- _Action item_:
Restating the data exactly is the whole task.

Task input below:

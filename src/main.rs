//! Semgraph CLI - build semantic graphs of Python repositories

use anyhow::Context;
use clap::{Parser, Subcommand};
use semgraph::builder::{BuildReport, RepositoryOutcome};
use semgraph::callgraph::{Code2Flow, JsonCallGraph};
use semgraph::config::{self, OutputFormat, SemgraphConfig};
use semgraph::export::{self, GraphDocument};
use semgraph::ui::{self, BuildProgress, Icons};
use semgraph::{SemanticGraphBuilder, SqliteStore};
use std::path::{Path, PathBuf};
use std::time::Instant;
use tracing_subscriber::{fmt, prelude::*, EnvFilter};

#[derive(Parser)]
#[command(name = "semgraph")]
#[command(version)]
#[command(about = "Semantic graph builder for Python repositories")]
#[command(long_about = r#"
Semgraph builds one directed graph per repository whose nodes are files,
classes and functions, connected by:
  • Encapsulation / Ownership (lexical nesting)
  • Import (resolved across files, including re-exports)
  • ClassHierarchy (base classes)
  • Invoke (calls from code2flow, validated against imports)

Example usage:
  semgraph build --path ./project --persist
  semgraph build --path ./repos --batch --code2flow
  semgraph stats --graph .semgraph/project.db
"#)]
struct Cli {
    /// Enable verbose logging
    #[arg(short, long, global = true)]
    verbose: bool,

    /// Path to semgraph.toml
    #[arg(short, long, global = true)]
    config: Option<PathBuf>,

    #[command(subcommand)]
    command: Commands,
}

#[derive(Subcommand)]
enum Commands {
    /// Build the semantic graph of a repository
    Build {
        /// Repository root (or a directory of repositories with --batch)
        #[arg(short, long)]
        path: PathBuf,

        /// Output directory for persisted graphs
        #[arg(short, long)]
        out: Option<PathBuf>,

        /// Write one graph artifact per repository
        #[arg(long)]
        persist: bool,

        /// Artifact format
        #[arg(short, long, value_enum)]
        format: Option<OutputFormat>,

        /// code2flow JSON document to integrate as Invoke edges
        #[arg(long, conflicts_with = "code2flow")]
        call_graph: Option<PathBuf>,

        /// Run code2flow (optionally naming the program) to produce Invoke edges
        #[arg(long, num_args = 0..=1, default_missing_value = "code2flow")]
        code2flow: Option<String>,

        /// Treat every child directory of --path as its own repository
        #[arg(long)]
        batch: bool,

        /// Worker threads
        #[arg(short, long)]
        threads: Option<usize>,
    },

    /// Show statistics of a persisted graph (.db or .json)
    Stats {
        /// Path to the graph artifact
        #[arg(short, long)]
        graph: PathBuf,
    },

    /// Write a default semgraph.toml
    Init {
        /// Overwrite an existing config
        #[arg(long)]
        force: bool,
    },
}

/// Build settings after merging CLI flags over the config file
struct BuildSettings {
    out: PathBuf,
    persist: bool,
    format: OutputFormat,
    call_graph: Option<PathBuf>,
    code2flow: Option<String>,
    excludes: Vec<String>,
    threads: Option<usize>,
}

fn main() -> anyhow::Result<()> {
    let cli = Cli::parse();

    // Initialize logging; RUST_LOG wins when set
    let default_level = if cli.verbose { "debug" } else { "info" };
    let filter = EnvFilter::try_from_default_env().unwrap_or_else(|_| EnvFilter::new(default_level));

    tracing_subscriber::registry()
        .with(fmt::layer().with_writer(std::io::stderr))
        .with(filter)
        .init();

    match cli.command {
        Commands::Build { path, out, persist, format, call_graph, code2flow, batch, threads } => {
            let file_config = config::load_config(cli.config.as_deref())?.unwrap_or_default();
            let settings = merge_settings(file_config, out, persist, format, call_graph, code2flow, threads);
            run_build(&path, batch, settings)
        }

        Commands::Stats { graph } => run_stats(&graph),

        Commands::Init { force } => {
            let path = cli.config.unwrap_or_else(config::default_config_path);
            config::write_config(&path, &SemgraphConfig::starter(), force)?;
            ui::success(&format!("Wrote {}", path.display()));
            Ok(())
        }
    }
}

fn merge_settings(
    file: SemgraphConfig,
    out: Option<PathBuf>,
    persist: bool,
    format: Option<OutputFormat>,
    call_graph: Option<PathBuf>,
    code2flow: Option<String>,
    threads: Option<usize>,
) -> BuildSettings {
    BuildSettings {
        out: out
            .or_else(|| file.output.map(PathBuf::from))
            .unwrap_or_else(config::default_output_dir),
        persist,
        format: format.or(file.format).unwrap_or_default(),
        call_graph: call_graph.or_else(|| file.call_graph.map(PathBuf::from)),
        code2flow: code2flow.or(file.code2flow),
        excludes: file.exclude,
        threads: threads.or(file.threads),
    }
}

fn run_build(path: &Path, batch: bool, settings: BuildSettings) -> anyhow::Result<()> {
    let started = Instant::now();
    ui::header(&format!("Building semantic graph: {}", path.display()));

    let (progress, tx) = BuildProgress::new();
    let mut builder = SemanticGraphBuilder::new()?
        .excludes(settings.excludes.clone())
        .progress(tx);
    if let Some(threads) = settings.threads {
        builder = builder.threads(threads);
    }
    if let Some(document) = &settings.call_graph {
        ui::info("Call graph", &document.display().to_string());
        builder = builder.call_graph(JsonCallGraph::new(document));
    } else if let Some(program) = &settings.code2flow {
        ui::info("Call graph", &format!("running {}", program));
        builder = builder.call_graph(Code2Flow::new(program.clone()));
    }

    let outcomes: Vec<RepositoryOutcome> = if batch {
        builder.build_from_repos(path)?
    } else {
        vec![RepositoryOutcome {
            root: path.to_path_buf(),
            result: builder.build_from_one(path),
        }]
    };
    // Dropping the builder closes the progress channel
    drop(builder);
    progress.finish();

    let mut failed = 0;
    let mut totals = (0, 0, 0);
    for outcome in outcomes {
        match outcome.result {
            Ok(report) => {
                print_report(&report);
                if settings.persist {
                    persist(&report, &settings)?;
                }
                totals.0 += report.files;
                totals.1 += report.graph.node_count();
                totals.2 += report.graph.edge_count();
            }
            Err(e) => {
                failed += 1;
                ui::error(&format!("{}: {}", outcome.root.display(), e));
            }
        }
    }

    ui::finish_summary(started.elapsed(), totals.0, totals.1, totals.2);
    if failed > 0 {
        anyhow::bail!("{} repository build(s) failed", failed);
    }
    Ok(())
}

fn print_report(report: &BuildReport) {
    ui::section(&report.repository);
    println!("{}", ui::graph_table(&report.graph.stats(), report.duplicates_removed));
    if !report.linkers.is_empty() {
        println!("{}", ui::linker_table(&report.linkers));
    }
    if report.skipped > 0 {
        ui::warn(&format!("{} file(s) could not be read or parsed", report.skipped));
    }
    ui::timing(&format!("{:.2?}", report.duration));
}

fn persist(report: &BuildReport, settings: &BuildSettings) -> anyhow::Result<()> {
    config::ensure_output_dir(&settings.out)?;
    let path = match settings.format {
        OutputFormat::Json => export::write_json(&settings.out, &report.repository, &report.graph)?,
        OutputFormat::Sqlite => {
            let path = settings
                .out
                .join(format!("{}.{}", report.repository, settings.format.extension()));
            let mut store = SqliteStore::open(&path)?;
            store.save_graph(&report.repository, &report.graph)?;
            path
        }
    };
    ui::status(Icons::DATABASE, "Saved", &path.display().to_string());
    Ok(())
}

fn run_stats(path: &Path) -> anyhow::Result<()> {
    let is_json = path.extension().and_then(|e| e.to_str()) == Some("json");
    if is_json {
        let document = GraphDocument::read(path)
            .with_context(|| format!("reading {}", path.display()))?;
        let graph = document.to_graph()?;
        ui::section(&document.repository);
        println!("{}", ui::graph_table(&graph.stats(), 0));
    } else {
        if !path.exists() {
            anyhow::bail!("no graph database at {}", path.display());
        }
        let store = SqliteStore::open(path)?;
        let stats = store.stats()?;
        ui::section(stats.repository.as_deref().unwrap_or("graph"));
        println!("{}", ui::db_table(&stats));
    }
    Ok(())
}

End of Task input.

- _Written response_:
filename src/main.rs
//! Semgraph CLI - build semantic graphs of Python repositories

use anyhow::Context;
use clap::{Parser, Subcommand};
use semgraph::builder::{BuildReport, RepositoryOutcome};
use semgraph::callgraph::{Code2Flow, JsonCallGraph};
use semgraph::config::{self, OutputFormat, SemgraphConfig};
use semgraph::export::{self, GraphDocument};
use semgraph::ui::{self, BuildProgress, Icons};
use semgraph::{SemanticGraphBuilder, SqliteStore};
use std::path::{Path, PathBuf};
use std::time::Instant;
use tracing_subscriber::{fmt, prelude::*, EnvFilter};

#[derive(Parser)]
#[command(name = "semgraph")]
#[command(version)]
#[command(about = "Semantic graph builder for Python repositories")]
#[command(long_about = r#"
Semgraph builds one directed graph per repository whose nodes are files,
classes and functions, connected by:
  • Encapsulation / Ownership (lexical nesting)
  • Import (resolved across files, including re-exports)
  • ClassHierarchy (base classes)
  • Invoke (calls from code2flow, validated against imports)

Example usage:
  semgraph build --path ./project --persist
  semgraph build --path ./repos --batch --code2flow
  semgraph stats --graph .semgraph/project.db
"#)]
struct Cli {
    /// Enable verbose logging
    #[arg(short, long, global = true)]
    verbose: bool,

    /// Path to semgraph.toml
    #[arg(short, long, global = true)]
    config: Option<PathBuf>,

    #[command(subcommand)]
    command: Commands,
}

#[derive(Subcommand)]
enum Commands {
    /// Build the semantic graph of a repository
    Build {
        /// Repository root (or a directory of repositories with --batch)
        #[arg(short, long)]
        path: PathBuf,

        /// Output directory for persisted graphs
        #[arg(short, long)]
        out: Option<PathBuf>,

        /// Write one graph artifact per repository
        #[arg(long)]
        persist: bool,

        /// Artifact format
        #[arg(short, long, value_enum)]
        format: Option<OutputFormat>,

        /// code2flow JSON document to integrate as Invoke edges
        #[arg(long, conflicts_with = "code2flow")]
        call_graph: Option<PathBuf>,

        /// Run code2flow (optionally naming the program) to produce Invoke edges
        #[arg(long, num_args = 0..=1, default_missing_value = "code2flow")]
        code2flow: Option<String>,

        /// Treat every child directory of --path as its own repository
        #[arg(long)]
        batch: bool,

        /// Worker threads
        #[arg(short, long)]
        threads: Option<usize>,
    },

    /// Show statistics of a persisted graph (.db or .json)
    Stats {
        /// Path to the graph artifact
        #[arg(short, long)]
        graph: PathBuf,
    },

    /// Write a default semgraph.toml
    Init {
        /// Overwrite an existing config
        #[arg(long)]
        force: bool,
    },
}

/// Build settings after merging CLI flags over the config file
struct BuildSettings {
    out: PathBuf,
    persist: bool,
    format: OutputFormat,
    call_graph: Option<PathBuf>,
    code2flow: Option<String>,
    excludes: Vec<String>,
    threads: Option<usize>,
}

fn main() -> anyhow::Result<()> {
    let cli = Cli::parse();

    // Initialize logging; RUST_LOG wins when set
    let default_level = if cli.verbose { "debug" } else { "info" };
    let filter = EnvFilter::try_from_default_env().unwrap_or_else(|_| EnvFilter::new(default_level));

    tracing_subscriber::registry()
        .with(fmt::layer().with_writer(std::io::stderr))
        .with(filter)
        .init();

    match cli.command {
        Commands::Build { path, out, persist, format, call_graph, code2flow, batch, threads } => {
            let file_config = config::load_config(cli.config.as_deref())?.unwrap_or_default();
            let settings = merge_settings(file_config, out, persist, format, call_graph, code2flow, threads);
            run_build(&path, batch, settings)
        }

        Commands::Stats { graph } => run_stats(&graph),

        Commands::Init { force } => {
            let path = cli.config.unwrap_or_else(config::default_config_path);
            config::write_config(&path, &SemgraphConfig::starter(), force)?;
            ui::success(&format!("Wrote {}", path.display()));
            Ok(())
        }
    }
}

fn merge_settings(
    file: SemgraphConfig,
    out: Option<PathBuf>,
    persist: bool,
    format: Option<OutputFormat>,
    call_graph: Option<PathBuf>,
    code2flow: Option<String>,
    threads: Option<usize>,
) -> BuildSettings {
    BuildSettings {
        out: out
            .or_else(|| file.output.map(PathBuf::from))
            .unwrap_or_else(config::default_output_dir),
        persist,
        format: format.or(file.format).unwrap_or_default(),
        call_graph: call_graph.or_else(|| file.call_graph.map(PathBuf::from)),
        code2flow: code2flow.or(file.code2flow),
        excludes: file.exclude,
        threads: threads.or(file.threads),
    }
}

fn run_build(path: &Path, batch: bool, settings: BuildSettings) -> anyhow::Result<()> {
    let started = Instant::now();
    ui::header(&format!("Building semantic graph: {}", path.display()));

    let (progress, tx) = BuildProgress::new();
    let mut builder = SemanticGraphBuilder::new()?
        .excludes(settings.excludes.clone())
        .progress(tx);
    if let Some(threads) = settings.threads {
        builder = builder.threads(threads);
    }
    if let Some(document) = &settings.call_graph {
        ui::info("Call graph", &document.display().to_string());
        builder = builder.call_graph(JsonCallGraph::new(document));
    } else if let Some(program) = &settings.code2flow {
        ui::info("Call graph", &format!("running {}", program));
        builder = builder.call_graph(Code2Flow::new(program.clone()));
    }

    let outcomes: Vec<RepositoryOutcome> = if batch {
        builder.build_from_repos(path)?
    } else {
        vec![RepositoryOutcome {
            root: path.to_path_buf(),
            result: builder.build_from_one(path),
        }]
    };
    // Dropping the builder closes the progress channel
    drop(builder);
    progress.finish();

    let mut failed = 0;
    let mut totals = (0, 0, 0);
    for outcome in outcomes {
        match outcome.result {
            Ok(report) => {
                print_report(&report);
                if settings.persist {
                    persist(&report, &settings)?;
                }
                totals.0 += report.files;
                totals.1 += report.graph.node_count();
                totals.2 += report.graph.edge_count();
            }
            Err(e) => {
                failed += 1;
                ui::error(&format!("{}: {}", outcome.root.display(), e));
            }
        }
    }

    ui::finish_summary(started.elapsed(), totals.0, totals.1, totals.2);
    if failed > 0 {
        anyhow::bail!("{} repository build(s) failed", failed);
    }
    Ok(())
}

fn print_report(report: &BuildReport) {
    ui::section(&report.repository);
    println!("{}", ui::graph_table(&report.graph.stats(), report.duplicates_removed));
    if !report.linkers.is_empty() {
        println!("{}", ui::linker_table(&report.linkers));
    }
    if report.skipped > 0 {
        ui::warn(&format!("{} file(s) could not be read or parsed", report.skipped));
    }
    ui::timing(&format!("{:.2?}", report.duration));
}

fn persist(report: &BuildReport, settings: &BuildSettings) -> anyhow::Result<()> {
    config::ensure_output_dir(&settings.out)?;
    let path = match settings.format {
        OutputFormat::Json => export::write_json(&settings.out, &report.repository, &report.graph)?,
        OutputFormat::Sqlite => {
            let path = settings
                .out
                .join(format!("{}.{}", report.repository, settings.format.extension()));
            let mut store = SqliteStore::open(&path)?;
            store.save_graph(&report.repository, &report.graph)?;
            path
        }
    };
    ui::status(Icons::DATABASE, "Saved", &path.display().to_string());
    Ok(())
}

fn run_stats(path: &Path) -> anyhow::Result<()> {
    let is_json = path.extension().and_then(|e| e.to_str()) == Some("json");
    if is_json {
        let document = GraphDocument::read(path)
            .with_context(|| format!("reading {}", path.display()))?;
        let graph = document.to_graph()?;
        ui::section(&document.repository);
        println!("{}", ui::graph_table(&graph.stats(), 0));
    } else {
        if !path.exists() {
            anyhow::bail!("no graph database at {}", path.display());
        }
        let store = SqliteStore::open(path)?;
        let stats = store.stats()?;
        ui::section(stats.repository.as_deref().unwrap_or("graph"));
        println!("{}", ui::db_table(&stats));
    }
    Ok(())
}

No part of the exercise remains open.